# 'Loose hips' ...advice needed



## Braccarius (Sep 8, 2008)

"Loose hips" sounds like a nice way of saying moderate hip displaysia. The biggest single thing I can recommend is that you keep his weight down. In his situation keeping him very lean is important as any added stress will negatively affect the joint. I wouldn't want him running exceptionally hard and would break-up exercise into 15 minute segments. Swimming would be the ideal form of exercise and I'd make him swim daily. 
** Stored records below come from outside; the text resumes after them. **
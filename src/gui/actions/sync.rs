// src/gui/actions/sync.rs
use std::{sync::mpsc, thread};

use crate::{gui::app::App, runner};

/// Run one sync on a worker thread. The result comes back over a channel
/// that `App` polls each frame; while it is open the Sync button stays off.
pub fn sync(app: &mut App) {
    if app.syncing() {
        logd!("Sync: Clicked while a sync is in flight, ignored");
        return;
    }

    let cfg = app.state.options.sync.clone();
    let store = app.store.clone();
    let (tx, rx) = mpsc::channel();

    logf!("Sync: Begin → {}", cfg.redacted_url());
    let spawned = thread::Builder::new()
        .name(s!("ht-scout-sync"))
        .spawn(move || {
            let notice = runner::sync(&cfg, &store);
            let _ = tx.send(notice);
        });

    match spawned {
        Ok(_) => {
            app.sync_rx = Some(rx);
            app.status(notice!(Info, "Syncing…"));
        }
        Err(e) => {
            loge!("Sync: cannot start worker: {e}");
            app.status(notice!(Error, "Sync failed: {e}"));
        }
    }
}
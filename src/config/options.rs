// src/config/options.rs
use std::fs;
use std::path::{Path, PathBuf};

use serde::Deserialize;

use super::consts::*;
use crate::error::ScoutError;

/// Everything read from `ht_scout.toml`.
///
/// ```toml
/// store_dir = ".store"
/// export_dir = "out"
///
/// [sync]
/// enabled = true
/// blob_url = "https://account.blob.core.windows.net/container/scouts.csv?sv=..."
/// ```
#[derive(Clone, Debug, PartialEq, Eq, Deserialize)]
#[serde(default)]
pub struct AppOptions {
    pub store_dir: PathBuf,
    pub export_dir: PathBuf,
    pub sync: SyncConfig,
}

impl Default for AppOptions {
    fn default() -> Self {
        Self {
            store_dir: PathBuf::from(STORE_DIR),
            export_dir: PathBuf::from(DEFAULT_EXPORT_DIR),
            sync: SyncConfig::default(),
        }
    }
}

/// Cloud sync switch plus the pre-signed blob URL.
/// The URL is a capability token: never log it whole, use `redacted_url`.
#[derive(Clone, Debug, Default, PartialEq, Eq, Deserialize)]
#[serde(default)]
pub struct SyncConfig {
    pub enabled: bool,
    pub blob_url: Option<String>,
}

impl SyncConfig {
    /// The URL to talk to, if one is configured and non-blank.
    pub fn endpoint(&self) -> Option<&str> {
        self.blob_url
            .as_deref()
            .map(str::trim)
            .filter(|u| !u.is_empty())
    }

    /// URL with its query string (the signature) cut off.
    pub fn redacted_url(&self) -> String {
        match self.endpoint() {
            Some(url) => match url.find('?') {
                Some(q) => format!("{}?…", &url[..q]),
                None => s!(url),
            },
            None => s!("<none>"),
        }
    }
}

impl AppOptions {
    /// Load from `path`; a missing file means defaults. Env overrides apply either way.
    pub fn load(path: &Path) -> Result<Self, ScoutError> {
        let mut opts = if path.exists() {
            let text = fs::read_to_string(path)?;
            Self::from_toml(&text)?
        } else {
            Self::default()
        };
        opts.apply_env(|key| std::env::var(key).ok());
        Ok(opts)
    }

    pub fn from_toml(text: &str) -> Result<Self, ScoutError> {
        Ok(toml::from_str(text)?)
    }

    pub fn apply_env<F>(&mut self, lookup: F)
    where
        F: Fn(&str) -> Option<String>,
    {
        if let Some(v) = lookup(ENV_SYNC_ENABLED) {
            self.sync.enabled = matches!(v.trim(), "1") || v.trim().eq_ignore_ascii_case("true");
        }
        if let Some(v) = lookup(ENV_BLOB_URL) {
            self.sync.blob_url = Some(v);
        }
    }
}

#[cfg(test)]
mod tests {
    use super::*;

    #[test]
    fn defaults_have_sync_off() {
        let opts = AppOptions::default();
        assert!(!opts.sync.enabled);
        assert_eq!(opts.sync.endpoint(), None);
        assert_eq!(opts.store_dir, PathBuf::from(".store"));
    }

    #[test]
    fn partial_toml_keeps_defaults() {
        let opts = AppOptions::from_toml(
            r#"
            [sync]
            enabled = true
            blob_url = "https://acct.blob.core.windows.net/c/scouts.csv?sig=abc"
            "#,
        )
        .unwrap();
        assert!(opts.sync.enabled);
        assert_eq!(opts.export_dir, PathBuf::from("out"));
        assert_eq!(
            opts.sync.redacted_url(),
            "https://acct.blob.core.windows.net/c/scouts.csv?…"
        );
    }

    #[test]
    fn bad_toml_is_a_config_error() {
        let err = AppOptions::from_toml("store_dir = [").unwrap_err();
        assert!(matches!(err, ScoutError::Config(_)));
    }

    #[test]
    fn env_overrides_file_values() {
        let mut opts = AppOptions::default();
        opts.apply_env(|key| match key {
            ENV_SYNC_ENABLED => Some(s!("TRUE")),
            ENV_BLOB_URL => Some(s!("https://x/y.csv")),
            _ => None,
        });
        assert!(opts.sync.enabled);
        assert_eq!(opts.sync.endpoint(), Some("https://x/y.csv"));
    }

    #[test]
    fn blank_url_is_no_endpoint() {
        let cfg = SyncConfig { enabled: true, blob_url: Some(s!("   ")) };
        assert_eq!(cfg.endpoint(), None);
    }
}
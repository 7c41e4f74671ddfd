// src/page/mod.rs
//! # Page adapters
//!
//! The extractor never touches markup directly. It asks a `PageAdapter` for
//! prospect and scout nodes and for the few labelled values it needs; the
//! adapter decides where those live in the page.
//!
//! - `html::HtmlPage` reads a saved youth-scouts page with CSS landmarks.
//! - Tests build small in-memory trees (`fixture`) to drive the extractor
//!   without any HTML at all.
//!
//! Adapters are infallible by contract: a missing element is an empty `Vec`
//! or `None`, never an error. That is what lets one broken card degrade to
//! sentinels without touching its siblings.

pub mod html;

#[cfg(test)]
pub(crate) mod fixture;

/// Labelled text regions read off a prospect or scout card.
#[derive(Clone, Copy, Debug, PartialEq, Eq)]
pub enum Landmark {
    /// Bold name pieces (first name, last name)
    NameFragment,
    /// "17 years and 23 days"
    Age,
    /// First label inside the skill-group content
    Speciality,
    /// Country line of the scout's search criteria
    CriteriaCountry,
}

/// Drop-down controls in the scout's search criteria.
#[derive(Clone, Copy, Debug, PartialEq, Eq)]
pub enum Choice {
    Region,
    Focus,
}

/// One row of the skills table.
#[derive(Clone, Debug, Default, PartialEq, Eq)]
pub struct SkillRow {
    /// Text of the first cell, as shown
    pub label: Option<String>,
    /// Text of the skill-number cell, as shown
    pub value: Option<String>,
}

/// A choice control: its current value plus the options it offers.
#[derive(Clone, Debug, Default, PartialEq, Eq)]
pub struct ChoiceControl {
    pub value: Option<String>,
    /// (value, label) in document order
    pub options: Vec<(String, String)>,
}

pub trait PageAdapter {
    type Node<'a>: Copy
    where
        Self: 'a;

    /// Prospect cards in page order.
    fn find_prospects<'a>(&'a self) -> Vec<Self::Node<'a>>;

    /// Scout cards in page order.
    fn find_scouts<'a>(&'a self) -> Vec<Self::Node<'a>>;

    /// Text of every element under `node` carrying `label`, in page order.
    fn read_labeled_text<'a>(&'a self, node: Self::Node<'a>, label: Landmark) -> Vec<String>;

    fn read_skill_rows<'a>(&'a self, node: Self::Node<'a>) -> Vec<SkillRow>;

    /// Whether the prospect's select button is in its "Selected" state.
    fn is_selected<'a>(&'a self, node: Self::Node<'a>) -> bool;

    /// A drop-down from the scout's search criteria, if present.
    fn read_choice<'a>(&'a self, scout: Self::Node<'a>, choice: Choice) -> Option<ChoiceControl>;

    /// Page byline text (carries the youth team id).
    fn byline(&self) -> Option<String>;
}
// src/gui/actions/capture.rs
use std::path::PathBuf;

use crate::{file::normalize_separators, gui::app::App, runner};

pub fn capture(app: &mut App) {
    let text = app.state.gui.page_path_text.trim();
    if text.is_empty() {
        app.status(notice!(Warning, "Enter the path of a saved scouting page"));
        return;
    }
    let path = PathBuf::from(normalize_separators(text));

    logf!("Capture: Begin page={}", path.display());
    let notice = runner::capture_page(&mut app.store, &path);
    logf!("Capture: Done → {notice}");

    app.reload();
    app.status(notice);
}
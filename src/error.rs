// src/error.rs
use std::io;

use thiserror::Error;

#[derive(Error, Debug)]
pub enum ScoutError {
    #[error("I/O error: {0}")]
    Io(#[from] io::Error),
    #[error("Stored data is not valid JSON: {0}")]
    Json(#[from] serde_json::Error),
    #[error("Config error: {0}")]
    Config(#[from] toml::de::Error),
    #[error("Network error: {0}")]
    Http(#[from] reqwest::Error),
    #[error("HTTP {status} {reason}")]
    Status { status: u16, reason: String },
    #[error("Invalid configuration: {0}")]
    InvalidConfig(String),
}

pub type Result<T> = std::result::Result<T, ScoutError>;
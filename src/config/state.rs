// src/config/state.rs
use super::options::AppOptions;
use crate::notice::Notice;

#[derive(Clone, Debug)]
pub struct GuiState {
    /// Saved youth-scouts page to capture from
    pub page_path_text: String,

    /// Clear needs this ticked first
    pub confirm_clear: bool,

    pub window_w: f32,
    pub window_h: f32,

    /// Latest notice shown in the status line
    pub status: Notice,
}

impl Default for GuiState {
    fn default() -> Self {
        Self {
            page_path_text: s!(),
            confirm_clear: false,
            window_w: 1100.0,
            window_h: 700.0,
            status: Notice::idle(),
        }
    }
}

#[derive(Clone, Debug, Default)]
pub struct AppState {
    pub options: AppOptions,
    pub gui: GuiState,
}
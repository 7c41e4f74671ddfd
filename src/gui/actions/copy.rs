// src/gui/actions/copy.rs
use eframe::egui;
use crate::{csv, gui::app::App};

pub fn copy(app: &mut App, ui_ctx: &egui::Context) {
    if app.rows.is_empty() {
        logd!("Copy: Clicked, but there's nothing to copy");
        app.status(notice!(Warning, "No data to copy"));
        return;
    }

    let txt = csv::rows_to_string(&app.rows);
    logf!("Copy: rows={}, bytes={}", app.rows.len(), txt.len());

    ui_ctx.copy_text(txt);
    app.status(notice!(Success, "Copied {} records to clipboard", app.rows.len()));
}
// src/scrape/collect.rs
use chrono::{DateTime, Utc};

use super::extract::{player_info, scout_info, skills};
use crate::core::sanitize::first_parenthesized_int;
use crate::model::ScoutRecord;
use crate::page::PageAdapter;

/// Youth team id from the page byline: the first "(digits)" group.
pub fn team_id<P: PageAdapter>(page: &P) -> Option<String> {
    page.byline().as_deref().and_then(first_parenthesized_int)
}

/// One record per prospect card, in page order, all stamped `now`.
///
/// Prospect `i` is paired with scout card `i`. A page with no prospect
/// cards yields nothing.
pub fn collect_records<P: PageAdapter>(page: &P, now: DateTime<Utc>) -> Vec<ScoutRecord> {
    let prospects = page.find_prospects();
    if prospects.is_empty() {
        logf!("Capture: no prospect cards on page");
        return Vec::new();
    }

    let scouts = page.find_scouts();
    let team = team_id(page);
    logf!(
        "Capture: {} prospects, {} scouts, team {}",
        prospects.len(),
        scouts.len(),
        team.as_deref().unwrap_or("?")
    );

    prospects
        .iter()
        .enumerate()
        .map(|(i, &card)| {
            let info = player_info(page, card);
            let rec = ScoutRecord {
                timestamp: now,
                team_id: team.clone(),
                name: info.name,
                age: info.age,
                speciality: info.speciality,
                skills: skills(page, card),
                selected: page.is_selected(card),
                scout: scout_info(page, &scouts, i),
            };
            log_gaps(i, &rec);
            rec
        })
        .collect()
}

fn log_gaps(i: usize, rec: &ScoutRecord) {
    let mut missing = Vec::new();
    if rec.name.is_none() { missing.push("name"); }
    if rec.age.is_none() { missing.push("age"); }
    if rec.speciality.is_none() { missing.push("speciality"); }
    if rec.skills.overall.is_none() { missing.push("overall"); }
    if rec.scout.name.is_none() { missing.push("scout_name"); }

    if !missing.is_empty() {
        logd!("Capture: prospect #{i} fell back on {}", missing.join(", "));
    }
}
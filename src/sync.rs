// src/sync.rs
//! # Cloud sync
//!
//! Pushes the local collection to a single CSV blob addressed by a
//! pre-signed URL. The blob is always rewritten whole:
//!
//! 1. GET the current snapshot (any failure there reads as "empty").
//! 2. Parse it, append the local records, renumber ids 1..=N.
//! 3. PUT the combined snapshot back.
//!
//! Nothing is deduplicated across syncs. A record still held locally is
//! uploaded again on every sync.

use std::time::Duration;

use reqwest::blocking::Client;
use reqwest::header::CONTENT_TYPE;

use crate::config::consts::{BLOB_TYPE, BLOB_TYPE_HEADER, CSV_CONTENT_TYPE};
use crate::config::options::SyncConfig;
use crate::csv::{self, CsvRow};
use crate::error::{Result, ScoutError};
use crate::model::ScoutRecord;
use crate::store::{load_collection, KvStore};

/// Where the shared snapshot lives.
pub trait BlobRemote {
    /// Body of the current snapshot. Non-success statuses are errors.
    fn fetch(&self) -> Result<String>;
    /// Replace the snapshot with `body`.
    fn put(&self, body: String) -> Result<()>;
}

/// A blob reached over HTTPS with a pre-signed (SAS) URL.
pub struct HttpBlob {
    url: String,
    client: Client,
}

impl HttpBlob {
    pub fn new(url: impl Into<String>) -> Result<Self> {
        let client = Client::builder()
            .user_agent(concat!("ht_scout/", env!("CARGO_PKG_VERSION")))
            .timeout(Duration::from_secs(30))
            .build()?;
        Ok(Self { url: url.into(), client })
    }
}

fn check_status(resp: reqwest::blocking::Response) -> Result<reqwest::blocking::Response> {
    let status = resp.status();
    if status.is_success() {
        Ok(resp)
    } else {
        Err(ScoutError::Status {
            status: status.as_u16(),
            reason: s!(status.canonical_reason().unwrap_or("")),
        })
    }
}

/// reqwest errors carry the request URL, and with it the SAS signature.
fn transport(e: reqwest::Error) -> ScoutError {
    ScoutError::Http(e.without_url())
}

impl BlobRemote for HttpBlob {
    fn fetch(&self) -> Result<String> {
        let resp = self.client.get(&self.url).send().map_err(transport)?;
        check_status(resp)?.text().map_err(transport)
    }

    fn put(&self, body: String) -> Result<()> {
        let resp = self
            .client
            .put(&self.url)
            .header(BLOB_TYPE_HEADER, BLOB_TYPE)
            .header(CONTENT_TYPE, CSV_CONTENT_TYPE)
            .body(body)
            .send()
            .map_err(transport)?;
        check_status(resp)?;
        Ok(())
    }
}

#[derive(Clone, Debug, PartialEq, Eq)]
pub enum SyncOutcome {
    Disabled,
    NothingToSync,
    /// Snapshot now holds `remote_rows` old rows followed by `local_rows` new ones.
    Uploaded { remote_rows: usize, local_rows: usize },
}

/// Remote rows as found, then the local records; ids renumbered over the lot.
pub fn merge_snapshot(remote_text: Option<&str>, local: &[ScoutRecord]) -> Vec<CsvRow> {
    let mut rows = match remote_text {
        Some(t) if !t.trim().is_empty() => csv::parse_snapshot(t),
        _ => Vec::new(),
    };
    rows.extend(local.iter().map(CsvRow::from_record));
    csv::renumber(&mut rows);
    rows
}

/// One full sync round against `remote`.
///
/// A disabled config or an empty collection returns before any network
/// call. A failed GET is logged and treated as an empty remote; a failed
/// PUT is returned to the caller. The local store is only read.
pub fn sync(cfg: &SyncConfig, store: &dyn KvStore, remote: &dyn BlobRemote) -> Result<SyncOutcome> {
    if !cfg.enabled {
        return Ok(SyncOutcome::Disabled);
    }

    let local = load_collection(store)?;
    if local.is_empty() {
        return Ok(SyncOutcome::NothingToSync);
    }

    let remote_text = match remote.fetch() {
        Ok(t) => Some(t),
        Err(e) => {
            logw!("Sync: could not read remote snapshot ({e}), starting fresh");
            None
        }
    };

    let rows = merge_snapshot(remote_text.as_deref(), &local);
    let remote_rows = rows.len() - local.len();
    logf!("Sync: {} remote + {} local rows → {}", remote_rows, local.len(), cfg.redacted_url());

    remote.put(csv::rows_to_string(&rows))?;
    Ok(SyncOutcome::Uploaded { remote_rows, local_rows: local.len() })
}

/// `sync` against the configured blob URL.
pub fn sync_with_config(cfg: &SyncConfig, store: &dyn KvStore) -> Result<SyncOutcome> {
    if !cfg.enabled {
        return Ok(SyncOutcome::Disabled);
    }
    let url = cfg
        .endpoint()
        .ok_or_else(|| ScoutError::InvalidConfig(s!("sync is enabled but no blob_url is set")))?;
    let remote = HttpBlob::new(url)?;
    sync(cfg, store, &remote)
}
You should definitely speak to Summer's Mom as she's dealing with a moderate - severe HD case that she is in the process of managing.


----------



## Karen519 (Aug 21, 2006)

*adorable*

He is so adorable!
Who diagnosed him with Loose Hips-I've never heard of that.
I would ask whoever diagnosed him what this means and how to manage it.


----------



## Maxs Mom (Mar 22, 2008)

Weight control, joint supplements, moderate regular exercise that keeps the back end nicely muscled. Those are the most important. There is an HD site, (yahoo canine HD) the people there are VERY nice. Some have managed dogs with severe HD without surgery. They are a great resource for help. 

I think WEIGHT is the big one. When Teddi had her surgery my surgeon was adamant, we can not let her weight get above 60#. She is on the skinny side of normal, any extra even a pound weighs heavily on the hips. Swimming is great strengthening exercise.


----------



## Tahnee GR (Aug 26, 2006)

If he is subluxed only (no joint changes or wearing) and has a nicely shaped, deep acetabulum, I would not worry unduly. I have had this a lot in my Goldens who go on to OFA as Good or Excellent, and the PennHipp'd ones even came back with good PennHip numbers. At first I freaked out but after several occurences, I no longer do. Golden puppies, at least, can tend to be "loose" when young but, as long as "looseness" is the only problem, generally tighten up as they get older.

I would follow typical protocol-watch his weight, do not overdo the formal/forced exercise, encourage swimming and joint supplements can't hurt.


----------